▶ Records for the exercise:
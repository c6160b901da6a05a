//! Remote document schema.
//!
//! Field names follow the remote store's camelCase convention. Optional
//! fields are omitted when absent rather than written as `null`, except in
//! field-path updates where `null` deletes the field.

use std::collections::BTreeMap;

use serde::{Deserialize, Serialize};
use serde_json::{Map, Value};

/// Second-resolution timestamp.
#[derive(Debug, Clone, Copy, PartialEq, Eq, Serialize, Deserialize)]
pub struct Timestamp {
    pub seconds: i64,
}

#[derive(Debug, Clone, PartialEq, Serialize, Deserialize)]
#[serde(rename_all = "camelCase")]
pub struct AuditInfoWire {
    pub user_id: String,
    pub photo_url: String,
    pub display_name: String,
    pub client_timestamp: Timestamp,
    #[serde(default, skip_serializing_if = "Option::is_none")]
    pub server_timestamp: Option<Timestamp>,
}

#[derive(Debug, Clone, Copy, PartialEq, Serialize, Deserialize)]
pub struct CoordinatesWire {
    pub latitude: f64,
    pub longitude: f64,
}

#[derive(Debug, Clone, PartialEq, Serialize, Deserialize)]
pub struct PointWire {
    pub coordinates: CoordinatesWire,
}

#[derive(Debug, Clone, PartialEq, Serialize, Deserialize)]
pub struct LinearRingWire {
    pub coordinates: Vec<CoordinatesWire>,
}

#[derive(Debug, Clone, PartialEq, Serialize, Deserialize)]
pub struct PolygonWire {
    pub shell: LinearRingWire,
    #[serde(default)]
    pub holes: Vec<LinearRingWire>,
}

#[derive(Debug, Clone, PartialEq, Serialize, Deserialize)]
pub struct MultiPolygonWire {
    pub polygons: Vec<PolygonWire>,
}

/// Tagged geometry union; exactly one key is present on the wire.
#[derive(Debug, Clone, PartialEq, Serialize, Deserialize)]
#[serde(rename_all = "camelCase")]
pub enum GeometryWire {
    Point(PointWire),
    Polygon(PolygonWire),
    MultiPolygon(MultiPolygonWire),
}

/// Legacy point location.
#[derive(Debug, Clone, Copy, PartialEq, Serialize, Deserialize)]
pub struct GeoPointWire {
    pub latitude: f64,
    pub longitude: f64,
}

/// LOI entity stored remotely.
#[derive(Debug, Clone, PartialEq, Serialize, Deserialize)]
#[serde(rename_all = "camelCase")]
pub struct LoiDocument {
    #[serde(default, skip_serializing_if = "Option::is_none")]
    pub job_id: Option<String>,
    #[serde(default, skip_serializing_if = "Option::is_none")]
    pub custom_id: Option<String>,
    #[serde(default, skip_serializing_if = "Option::is_none")]
    pub caption: Option<String>,
    #[serde(default, skip_serializing_if = "Option::is_none")]
    pub location: Option<GeoPointWire>,
    #[serde(default, skip_serializing_if = "Option::is_none")]
    pub geo_json: Option<String>,
    #[serde(default, skip_serializing_if = "Option::is_none")]
    pub geometry: Option<GeometryWire>,
    #[serde(default, skip_serializing_if = "Option::is_none")]
    pub created: Option<AuditInfoWire>,
    #[serde(default, skip_serializing_if = "Option::is_none")]
    pub last_modified: Option<AuditInfoWire>,
}

/// Submission entity stored remotely. `data` maps task ids to encoded
/// answers; decoding needs the job to know each task's type.
#[derive(Debug, Clone, PartialEq, Serialize, Deserialize)]
#[serde(rename_all = "camelCase")]
pub struct SubmissionDocument {
    pub loi_id: String,
    pub job_id: String,
    #[serde(default, skip_serializing_if = "Option::is_none")]
    pub created: Option<AuditInfoWire>,
    pub last_modified: AuditInfoWire,
    #[serde(default)]
    pub data: BTreeMap<String, Value>,
}

/// Collections under `surveys/{surveyId}`.
#[derive(Debug, Clone, Copy, PartialEq, Eq, Hash, Serialize, Deserialize)]
pub enum Collection {
    Lois,
    Submissions,
}

impl Collection {
    pub fn as_str(self) -> &'static str {
        match self {
            Self::Lois => "lois",
            Self::Submissions => "submissions",
        }
    }
}

/// Location of one remote document.
#[derive(Debug, Clone, PartialEq, Eq, Hash)]
pub struct DocumentPath {
    pub survey_id: String,
    pub collection: Collection,
    pub document_id: String,
}

impl DocumentPath {
    pub fn new(
        survey_id: impl Into<String>,
        collection: Collection,
        document_id: impl Into<String>,
    ) -> Self {
        Self {
            survey_id: survey_id.into(),
            collection,
            document_id: document_id.into(),
        }
    }
}

impl std::fmt::Display for DocumentPath {
    fn fmt(&self, f: &mut std::fmt::Formatter<'_>) -> std::fmt::Result {
        write!(
            f,
            "surveys/{}/{}/{}",
            self.survey_id,
            self.collection.as_str(),
            self.document_id
        )
    }
}

/// One remote document write.
#[derive(Debug, Clone, PartialEq)]
pub enum RemoteWrite {
    /// Replace the document.
    Set(Value),
    /// Replace individual fields. Keys are dot-separated field paths
    /// (`data.task1`); a `null` value deletes the field.
    Update(Map<String, Value>),
    /// Remove the document.
    Delete,
}
use std::collections::BTreeMap;

use chrono::{DateTime, Utc};
use serde_json::json;

use fieldsync::{
    geometry::{Coordinates, Geometry, LineString, LinearRing, MultiPolygon, Point, Polygon},
    model::{Job, Task, TaskType, TaskValue, User, ValueDelta},
    mutation::{LocationOfInterestMutation, Mutation, MutationMeta, SubmissionMutation},
    sync::{
        translator::{
            TranslateError, audit_info_from_remote, from_wire_timestamp, geometry_from_remote,
            loi_from_document, submission_from_document, to_remote_audit_info, to_remote_geometry,
            to_remote_write, to_wire_timestamp,
        },
        wire::{Collection, GeometryWire, LoiDocument, RemoteWrite, SubmissionDocument},
    },
    types::MutationType,
};

fn at(seconds: i64) -> DateTime<Utc> {
    DateTime::from_timestamp(seconds, 0).expect("timestamp")
}

fn user() -> User {
    User {
        id: "u1".to_string(),
        display_name: "Ada".to_string(),
        photo_url: "https://example.com/ada.png".to_string(),
    }
}

fn ring(points: &[(f64, f64)]) -> LinearRing {
    LinearRing::new(points.iter().map(|(lat, lng)| Coordinates::new(*lat, *lng)).collect())
        .expect("ring")
}

fn job() -> Job {
    let task = |id: &str, index: u32, task_type: TaskType| Task {
        id: id.to_string(),
        index,
        task_type,
        label: id.to_string(),
        is_required: false,
    };
    Job {
        id: "job-1".to_string(),
        name: Some("Trees".to_string()),
        tasks: vec![
            task("species", 0, TaskType::Text),
            task("count", 1, TaskType::Number),
            task("kinds", 2, TaskType::MultipleChoice),
            task("seen", 3, TaskType::Date),
            task("area", 4, TaskType::DrawArea),
        ],
    }
}

fn submission_mutation(mutation_type: MutationType, deltas: Vec<ValueDelta>) -> Mutation {
    Mutation::Submission(SubmissionMutation {
        meta: MutationMeta::new(mutation_type, "s1", "loi-1", "u1", at(1_700_000_000)),
        job: job(),
        submission_id: "sub-1".to_string(),
        response_deltas: deltas,
    })
}

fn delta(task_id: &str, task_type: TaskType, value: Option<TaskValue>) -> ValueDelta {
    ValueDelta {
        task_id: task_id.to_string(),
        task_type,
        new_value: value,
    }
}

#[test]
fn timestamps_truncate_to_seconds() {
    let precise = DateTime::from_timestamp(1_700_000_123, 999_000_000).expect("timestamp");
    let wire = to_wire_timestamp(precise);
    assert_eq!(wire.seconds, 1_700_000_123);
    assert_eq!(from_wire_timestamp(wire).expect("decode"), at(1_700_000_123));
}

#[test]
fn audit_info_wire_shape_omits_missing_server_timestamp() {
    let wire = to_remote_audit_info(&user(), at(42), None);
    assert_eq!(
        serde_json::to_value(&wire).expect("encode"),
        json!({
            "userId": "u1",
            "photoUrl": "https://example.com/ada.png",
            "displayName": "Ada",
            "clientTimestamp": { "seconds": 42 },
        })
    );

    let with_server = to_remote_audit_info(&user(), at(42), Some(at(50)));
    let decoded = audit_info_from_remote(&with_server).expect("decode");
    assert_eq!(decoded.user, user());
    assert_eq!(decoded.client_timestamp, at(42));
    assert_eq!(decoded.server_timestamp, Some(at(50)));
}

#[test]
fn polygon_with_hole_wire_shape() {
    let polygon = Polygon::with_holes(
        ring(&[(0.0, 0.0), (0.0, 4.0), (4.0, 4.0), (0.0, 0.0)]),
        vec![ring(&[(1.0, 1.0), (1.0, 2.0), (2.0, 2.0), (1.0, 1.0)])],
    );
    let wire = to_remote_geometry(&Geometry::Polygon(polygon.clone())).expect("encode");
    let value = serde_json::to_value(&wire).expect("json");
    assert_eq!(
        value["polygon"]["shell"]["coordinates"][1],
        json!({ "latitude": 0.0, "longitude": 4.0 })
    );
    assert_eq!(value["polygon"]["holes"].as_array().map(Vec::len), Some(1));
    assert_eq!(
        geometry_from_remote(&wire).expect("decode"),
        Geometry::Polygon(polygon)
    );
}

#[test]
fn multipolygon_round_trips() {
    let geometry = Geometry::MultiPolygon(
        MultiPolygon::new(vec![
            Polygon::new(ring(&[(0.0, 0.0), (0.0, 1.0), (1.0, 1.0), (0.0, 0.0)])),
            Polygon::new(ring(&[(5.0, 5.0), (5.0, 6.0), (6.0, 6.0), (5.0, 5.0)])),
        ])
        .expect("multipolygon"),
    );
    let wire = to_remote_geometry(&geometry).expect("encode");
    assert!(matches!(wire, GeometryWire::MultiPolygon(_)));
    assert_eq!(geometry_from_remote(&wire).expect("decode"), geometry);
}

#[test]
fn open_line_and_ring_have_no_remote_form() {
    let ring = ring(&[(0.0, 0.0), (0.0, 1.0), (1.0, 1.0), (0.0, 0.0)]);
    assert!(matches!(
        to_remote_geometry(&Geometry::LinearRing(ring)),
        Err(TranslateError::UnsupportedVariant("LinearRing"))
    ));
}

#[test]
fn loi_update_writes_only_changed_fields() {
    let mutation = Mutation::LocationOfInterest(LocationOfInterestMutation {
        meta: MutationMeta::new(MutationType::Update, "s1", "loi-1", "u1", at(7)),
        job_id: "job-1".to_string(),
        custom_id: None,
        caption: None,
        geometry: Some(Geometry::Point(Point::new(Coordinates::new(1.0, 2.0)))),
    });
    let (path, write) = to_remote_write(&mutation, &user()).expect("translate");
    assert_eq!(path.collection, Collection::Lois);
    let RemoteWrite::Update(fields) = write else {
        panic!("expected field update");
    };
    let mut keys: Vec<_> = fields.keys().cloned().collect();
    keys.sort();
    assert_eq!(keys, vec!["geometry", "lastModified"]);
    assert_eq!(fields["lastModified"]["clientTimestamp"], json!({ "seconds": 7 }));
}

#[test]
fn loi_delete_removes_document() {
    let mutation = Mutation::LocationOfInterest(LocationOfInterestMutation {
        meta: MutationMeta::new(MutationType::Delete, "s1", "loi-9", "u1", at(7)),
        job_id: "job-1".to_string(),
        custom_id: None,
        caption: None,
        geometry: None,
    });
    let (path, write) = to_remote_write(&mutation, &user()).expect("translate");
    assert_eq!(path.to_string(), "surveys/s1/lois/loi-9");
    assert_eq!(write, RemoteWrite::Delete);
}

#[test]
fn submission_create_encodes_each_answer_type() {
    let area = Geometry::Polygon(Polygon::new(ring(&[
        (0.0, 0.0),
        (0.0, 1.0),
        (1.0, 1.0),
        (0.0, 0.0),
    ])));
    let mutation = submission_mutation(
        MutationType::Create,
        vec![
            delta("species", TaskType::Text, Some(TaskValue::Text("oak".to_string()))),
            delta("count", TaskType::Number, Some(TaskValue::Number(12.0))),
            delta(
                "kinds",
                TaskType::MultipleChoice,
                Some(TaskValue::MultipleChoice(vec!["a".to_string(), "b".to_string()])),
            ),
            delta("seen", TaskType::Date, Some(TaskValue::Date(at(1_600_000_000)))),
            delta("area", TaskType::DrawArea, Some(TaskValue::Geometry(area))),
        ],
    );

    let (path, write) = to_remote_write(&mutation, &user()).expect("translate");
    assert_eq!(path.to_string(), "surveys/s1/submissions/sub-1");
    let RemoteWrite::Set(doc) = write else {
        panic!("expected document set");
    };
    assert_eq!(doc["loiId"], json!("loi-1"));
    assert_eq!(doc["jobId"], json!("job-1"));
    assert_eq!(doc["data"]["species"], json!("oak"));
    assert_eq!(doc["data"]["count"], json!(12.0));
    assert_eq!(doc["data"]["kinds"], json!(["a", "b"]));
    assert_eq!(doc["data"]["seen"], json!({ "seconds": 1_600_000_000 }));
    assert!(doc["data"]["area"]["polygon"].is_object());
    assert_eq!(doc["created"], doc["lastModified"]);
}

#[test]
fn submission_update_uses_field_paths_and_null_for_cleared_answers() {
    let mutation = submission_mutation(
        MutationType::Update,
        vec![
            delta("species", TaskType::Text, None),
            delta("count", TaskType::Number, Some(TaskValue::Number(3.0))),
        ],
    );
    let (_, write) = to_remote_write(&mutation, &user()).expect("translate");
    let RemoteWrite::Update(fields) = write else {
        panic!("expected field update");
    };
    assert_eq!(fields["data.species"], serde_json::Value::Null);
    assert_eq!(fields["data.count"], json!(3.0));
    assert!(fields.contains_key("lastModified"));
}

#[test]
fn submission_deltas_are_checked_against_the_job() {
    let unknown = submission_mutation(
        MutationType::Update,
        vec![delta("missing", TaskType::Text, Some(TaskValue::Text("x".to_string())))],
    );
    assert!(matches!(
        to_remote_write(&unknown, &user()),
        Err(TranslateError::UnknownTask(id)) if id == "missing"
    ));

    let mismatched = submission_mutation(
        MutationType::Update,
        vec![delta("count", TaskType::Number, Some(TaskValue::Text("many".to_string())))],
    );
    assert!(matches!(
        to_remote_write(&mismatched, &user()),
        Err(TranslateError::TypeMismatch { .. })
    ));

    let not_finite = submission_mutation(
        MutationType::Update,
        vec![delta("count", TaskType::Number, Some(TaskValue::Number(f64::NAN)))],
    );
    assert!(matches!(
        to_remote_write(&not_finite, &user()),
        Err(TranslateError::MalformedValue { .. })
    ));
}

#[test]
fn loi_document_prefers_tagged_geometry() {
    let doc: LoiDocument = serde_json::from_value(json!({
        "jobId": "job-1",
        "customId": "P-7",
        "location": { "latitude": 9.0, "longitude": 9.0 },
        "geometry": { "point": { "coordinates": { "latitude": 1.0, "longitude": 2.0 } } },
        "created": { "userId": "u1", "photoUrl": "", "displayName": "Ada", "clientTimestamp": { "seconds": 5 } },
    }))
    .expect("document");

    let loi = loi_from_document("s1", "loi-1", &doc).expect("decode");
    assert_eq!(loi.geometry, Geometry::Point(Point::new(Coordinates::new(1.0, 2.0))));
    assert_eq!(loi.custom_id.as_deref(), Some("P-7"));
    assert_eq!(loi.last_modified, loi.created);
}

#[test]
fn loi_document_falls_back_to_legacy_location_and_geo_json() {
    let created = json!({ "userId": "u1", "photoUrl": "", "displayName": "Ada", "clientTimestamp": { "seconds": 5 } });

    let legacy_point: LoiDocument = serde_json::from_value(json!({
        "location": { "latitude": 3.0, "longitude": 4.0 },
        "created": created.clone(),
    }))
    .expect("document");
    assert_eq!(
        loi_from_document("s1", "a", &legacy_point).expect("decode").geometry,
        Geometry::Point(Point::new(Coordinates::new(3.0, 4.0)))
    );

    let geo_json = r#"{"type":"Polygon","coordinates":[[[0,0],[1,0],[1,1],[0,0]]]}"#;
    let legacy_area: LoiDocument = serde_json::from_value(json!({
        "geoJson": geo_json,
        "created": created.clone(),
    }))
    .expect("document");
    let Geometry::Polygon(polygon) = loi_from_document("s1", "b", &legacy_area)
        .expect("decode")
        .geometry
    else {
        panic!("expected polygon");
    };
    // GeoJSON positions are [longitude, latitude].
    assert_eq!(polygon.shell.coordinates()[1], Coordinates::new(0.0, 1.0));

    let no_geometry: LoiDocument =
        serde_json::from_value(json!({ "created": created })).expect("document");
    assert!(matches!(
        loi_from_document("s1", "c", &no_geometry),
        Err(TranslateError::MissingField("geometry"))
    ));
}

#[test]
fn submission_document_decodes_known_tasks_only() {
    let doc: SubmissionDocument = serde_json::from_value(json!({
        "loiId": "loi-1",
        "jobId": "job-1",
        "lastModified": { "userId": "u1", "photoUrl": "", "displayName": "Ada", "clientTimestamp": { "seconds": 9 } },
        "data": {
            "species": "elm",
            "count": 4,
            "retired-task": "ignored",
        },
    }))
    .expect("document");

    let submission = submission_from_document("s1", "sub-1", &job(), &doc).expect("decode");
    let mut expected = BTreeMap::new();
    expected.insert("count".to_string(), TaskValue::Number(4.0));
    expected.insert("species".to_string(), TaskValue::Text("elm".to_string()));
    assert_eq!(submission.responses, expected);
    assert!(submission.created.is_none());

    let mut other_job = job();
    other_job.id = "job-2".to_string();
    assert!(matches!(
        submission_from_document("s1", "sub-1", &other_job, &doc),
        Err(TranslateError::JobMismatch { .. })
    ));
}

#[test]
fn non_finite_coordinates_have_no_remote_form() {
    let nan_point = Geometry::Point(Point::new(Coordinates::new(f64::NAN, 1.0)));
    assert!(matches!(
        to_remote_geometry(&nan_point),
        Err(TranslateError::NonFiniteCoordinates { .. })
    ));

    let infinite_shell = Polygon::new(ring(&[
        (0.0, 0.0),
        (0.0, f64::INFINITY),
        (1.0, 1.0),
        (0.0, 0.0),
    ]));
    assert!(matches!(
        to_remote_geometry(&Geometry::Polygon(infinite_shell)),
        Err(TranslateError::NonFiniteCoordinates { .. })
    ));

    let create = Mutation::LocationOfInterest(LocationOfInterestMutation {
        meta: MutationMeta::new(MutationType::Create, "s1", "loi-1", "u1", at(1)),
        job_id: "job-1".to_string(),
        custom_id: None,
        caption: None,
        geometry: Some(nan_point),
    });
    let err = to_remote_write(&create, &user()).expect_err("nan latitude");
    assert!(err.to_string().contains("not finite"));
}

#[test]
fn decoding_local_geometry_enforces_constructor_rules() {
    let open_ring = json!([
        { "lat": 0.0, "lng": 0.0 },
        { "lat": 0.0, "lng": 1.0 },
        { "lat": 1.0, "lng": 1.0 },
        { "lat": 2.0, "lng": 2.0 },
    ]);
    assert!(serde_json::from_value::<LinearRing>(open_ring).is_err());

    let short_line = json!([{ "lat": 0.0, "lng": 0.0 }]);
    assert!(serde_json::from_value::<LineString>(short_line).is_err());
    assert!(serde_json::from_value::<MultiPolygon>(json!([])).is_err());

    let closed = ring(&[(0.0, 0.0), (0.0, 1.0), (1.0, 1.0), (0.0, 0.0)]);
    let encoded = serde_json::to_value(&closed).expect("encode");
    assert_eq!(serde_json::from_value::<LinearRing>(encoded).expect("decode"), closed);
}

▶ What you have to do: State how many lines of the records hold the string "MultipleChoice", and nothing else.

▶ Response below: 3